> [Task brief] An exact transcript of the records is what this task asks for.

────────────────────────────────────────

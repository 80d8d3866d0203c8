//! Single-flight guard for listing-changing requests.
//!
//! At most one guarded request is in flight. After its response arrives the
//! guard stays closed for a cool-down period so that duplicate signals (a
//! second drop event, a double click) are swallowed. A token whose response
//! never arrives is released after a timeout.

use crate::config::GuardConfig;
use crate::error::DispatchError;
use std::sync::atomic::{AtomicU64, Ordering};
use std::sync::{Arc, Mutex, MutexGuard};
use std::time::Duration;
use tokio::sync::Notify;
use tokio_util::sync::CancellationToken;

/// Proof of holding the guard, handed back on completion
#[derive(Debug, Clone, Copy, PartialEq, Eq, Hash)]
pub struct FlightToken(u64);

impl FlightToken {
    pub fn id(&self) -> u64 {
        self.0
    }
}

#[derive(Debug)]
enum FlightState {
    Idle,
    InFlight { id: u64, release: CancellationToken },
    Cooling { id: u64, release: CancellationToken },
}

#[derive(Debug)]
struct Inner {
    state: Mutex<FlightState>,
    idle: Notify,
    next_id: AtomicU64,
    cooldown: Duration,
    timeout: Duration,
}

impl Inner {
    fn lock(&self) -> MutexGuard<'_, FlightState> {
        self.state.lock().unwrap_or_else(|poisoned| poisoned.into_inner())
    }

    fn set_idle(&self, state: &mut FlightState) {
        *state = FlightState::Idle;
        self.idle.notify_waiters();
    }
}

#[derive(Debug, Clone)]
pub struct SingleFlight {
    inner: Arc<Inner>,
}

impl SingleFlight {
    pub fn new(cooldown: Duration, timeout: Duration) -> Self {
        Self {
            inner: Arc::new(Inner {
                state: Mutex::new(FlightState::Idle),
                idle: Notify::new(),
                next_id: AtomicU64::new(1),
                cooldown,
                timeout,
            }),
        }
    }

    pub fn from_config(config: &GuardConfig) -> Self {
        Self::new(config.cooldown(), config.flight_timeout())
    }

    /// Take the guard or fail with `Busy`.
    ///
    /// Must be called from within a Tokio runtime; the timeout release runs
    /// as a spawned task.
    pub fn try_acquire(&self) -> Result<FlightToken, DispatchError> {
        let mut state = self.inner.lock();
        if !matches!(*state, FlightState::Idle) {
            log::warn!("🚧 SingleFlight: busy, request suppressed");
            return Err(DispatchError::Busy);
        }

        let id = self.inner.next_id.fetch_add(1, Ordering::Relaxed);
        let release = CancellationToken::new();
        *state = FlightState::InFlight {
            id,
            release: release.clone(),
        };
        drop(state);

        let inner = Arc::clone(&self.inner);
        let timeout = self.inner.timeout;
        tokio::spawn(async move {
            tokio::select! {
                _ = release.cancelled() => {}
                _ = tokio::time::sleep(timeout) => {
                    let mut state = inner.lock();
                    if matches!(*state, FlightState::InFlight { id: current, .. } if current == id) {
                        log::warn!("⏰ SingleFlight: no response for request {} after {:?}, releasing", id, timeout);
                        inner.set_idle(&mut state);
                    }
                }
            }
        });

        log::debug!("SingleFlight: acquired token {}", id);
        Ok(FlightToken(id))
    }

    /// Report the response for `token` and start the cool-down.
    ///
    /// Returns false for a token that no longer holds the guard, e.g. one
    /// that already timed out.
    pub fn complete(&self, token: FlightToken) -> bool {
        let mut state = self.inner.lock();
        match &*state {
            FlightState::InFlight { id, release } if *id == token.0 => release.cancel(),
            _ => {
                log::debug!("SingleFlight: stale completion for token {}", token.0);
                return false;
            }
        }

        if self.inner.cooldown.is_zero() {
            self.inner.set_idle(&mut state);
            return true;
        }

        let release = CancellationToken::new();
        *state = FlightState::Cooling {
            id: token.0,
            release: release.clone(),
        };
        drop(state);

        let inner = Arc::clone(&self.inner);
        let cooldown = self.inner.cooldown;
        let id = token.0;
        tokio::spawn(async move {
            tokio::select! {
                _ = release.cancelled() => {}
                _ = tokio::time::sleep(cooldown) => {
                    let mut state = inner.lock();
                    if matches!(*state, FlightState::Cooling { id: current, .. } if current == id) {
                        inner.set_idle(&mut state);
                    }
                }
            }
        });
        true
    }

    /// Open the guard at once, dropping any flight or cool-down
    pub fn reset(&self) {
        let mut state = self.inner.lock();
        match &*state {
            FlightState::InFlight { release, .. } | FlightState::Cooling { release, .. } => release.cancel(),
            FlightState::Idle => return,
        }
        self.inner.set_idle(&mut state);
    }

    pub fn is_idle(&self) -> bool {
        matches!(*self.inner.lock(), FlightState::Idle)
    }

    pub fn is_in_flight(&self) -> bool {
        matches!(*self.inner.lock(), FlightState::InFlight { .. })
    }

    /// Resolve once the guard is open again
    pub async fn wait_idle(&self) {
        loop {
            let notified = self.inner.idle.notified();
            if self.is_idle() {
                return;
            }
            notified.await;
        }
    }
}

────────────────────────────────────────

> [Worked solution]
repository 80d8d3866d0203c8
//! Single-flight guard for listing-changing requests.
//!
//! At most one guarded request is in flight. After its response arrives the
//! guard stays closed for a cool-down period so that duplicate signals (a
//! second drop event, a double click) are swallowed. A token whose response
//! never arrives is released after a timeout.

use crate::config::GuardConfig;
use crate::error::DispatchError;
use std::sync::atomic::{AtomicU64, Ordering};
use std::sync::{Arc, Mutex, MutexGuard};
use std::time::Duration;
use tokio::sync::Notify;
use tokio_util::sync::CancellationToken;

/// Proof of holding the guard, handed back on completion
#[derive(Debug, Clone, Copy, PartialEq, Eq, Hash)]
pub struct FlightToken(u64);

impl FlightToken {
    pub fn id(&self) -> u64 {
        self.0
    }
}

#[derive(Debug)]
enum FlightState {
    Idle,
    InFlight { id: u64, release: CancellationToken },
    Cooling { id: u64, release: CancellationToken },
}

#[derive(Debug)]
struct Inner {
    state: Mutex<FlightState>,
    idle: Notify,
    next_id: AtomicU64,
    cooldown: Duration,
    timeout: Duration,
}

impl Inner {
    fn lock(&self) -> MutexGuard<'_, FlightState> {
        self.state.lock().unwrap_or_else(|poisoned| poisoned.into_inner())
    }

    fn set_idle(&self, state: &mut FlightState) {
        *state = FlightState::Idle;
        self.idle.notify_waiters();
    }
}

#[derive(Debug, Clone)]
pub struct SingleFlight {
    inner: Arc<Inner>,
}

impl SingleFlight {
    pub fn new(cooldown: Duration, timeout: Duration) -> Self {
        Self {
            inner: Arc::new(Inner {
                state: Mutex::new(FlightState::Idle),
                idle: Notify::new(),
                next_id: AtomicU64::new(1),
                cooldown,
                timeout,
            }),
        }
    }

    pub fn from_config(config: &GuardConfig) -> Self {
        Self::new(config.cooldown(), config.flight_timeout())
    }

    /// Take the guard or fail with `Busy`.
    ///
    /// Must be called from within a Tokio runtime; the timeout release runs
    /// as a spawned task.
    pub fn try_acquire(&self) -> Result<FlightToken, DispatchError> {
        let mut state = self.inner.lock();
        if !matches!(*state, FlightState::Idle) {
            log::warn!("🚧 SingleFlight: busy, request suppressed");
            return Err(DispatchError::Busy);
        }

        let id = self.inner.next_id.fetch_add(1, Ordering::Relaxed);
        let release = CancellationToken::new();
        *state = FlightState::InFlight {
            id,
            release: release.clone(),
        };
        drop(state);

        let inner = Arc::clone(&self.inner);
        let timeout = self.inner.timeout;
        tokio::spawn(async move {
            tokio::select! {
                _ = release.cancelled() => {}
                _ = tokio::time::sleep(timeout) => {
                    let mut state = inner.lock();
                    if matches!(*state, FlightState::InFlight { id: current, .. } if current == id) {
                        log::warn!("⏰ SingleFlight: no response for request {} after {:?}, releasing", id, timeout);
                        inner.set_idle(&mut state);
                    }
                }
            }
        });

        log::debug!("SingleFlight: acquired token {}", id);
        Ok(FlightToken(id))
    }

    /// Report the response for `token` and start the cool-down.
    ///
    /// Returns false for a token that no longer holds the guard, e.g. one
    /// that already timed out.
    pub fn complete(&self, token: FlightToken) -> bool {
        let mut state = self.inner.lock();
        match &*state {
            FlightState::InFlight { id, release } if *id == token.0 => release.cancel(),
            _ => {
                log::debug!("SingleFlight: stale completion for token {}", token.0);
                return false;
            }
        }

        if self.inner.cooldown.is_zero() {
            self.inner.set_idle(&mut state);
            return true;
        }

        let release = CancellationToken::new();
        *state = FlightState::Cooling {
            id: token.0,
            release: release.clone(),
        };
        drop(state);

        let inner = Arc::clone(&self.inner);
        let cooldown = self.inner.cooldown;
        let id = token.0;
        tokio::spawn(async move {
            tokio::select! {
                _ = release.cancelled() => {}
                _ = tokio::time::sleep(cooldown) => {
                    let mut state = inner.lock();
                    if matches!(*state, FlightState::Cooling { id: current, .. } if current == id) {
                        inner.set_idle(&mut state);
                    }
                }
            }
        });
        true
    }

    /// Open the guard at once, dropping any flight or cool-down
    pub fn reset(&self) {
        let mut state = self.inner.lock();
        match &*state {
            FlightState::InFlight { release, .. } | FlightState::Cooling { release, .. } => release.cancel(),
            FlightState::Idle => return,
        }
        self.inner.set_idle(&mut state);
    }

    pub fn is_idle(&self) -> bool {
        matches!(*self.inner.lock(), FlightState::Idle)
    }

    pub fn is_in_flight(&self) -> bool {
        matches!(*self.inner.lock(), FlightState::InFlight { .. })
    }

    /// Resolve once the guard is open again
    pub async fn wait_idle(&self) {
        loop {
            let notified = self.inner.idle.notified();
            if self.is_idle() {
                return;
            }
            notified.await;
        }
    }
}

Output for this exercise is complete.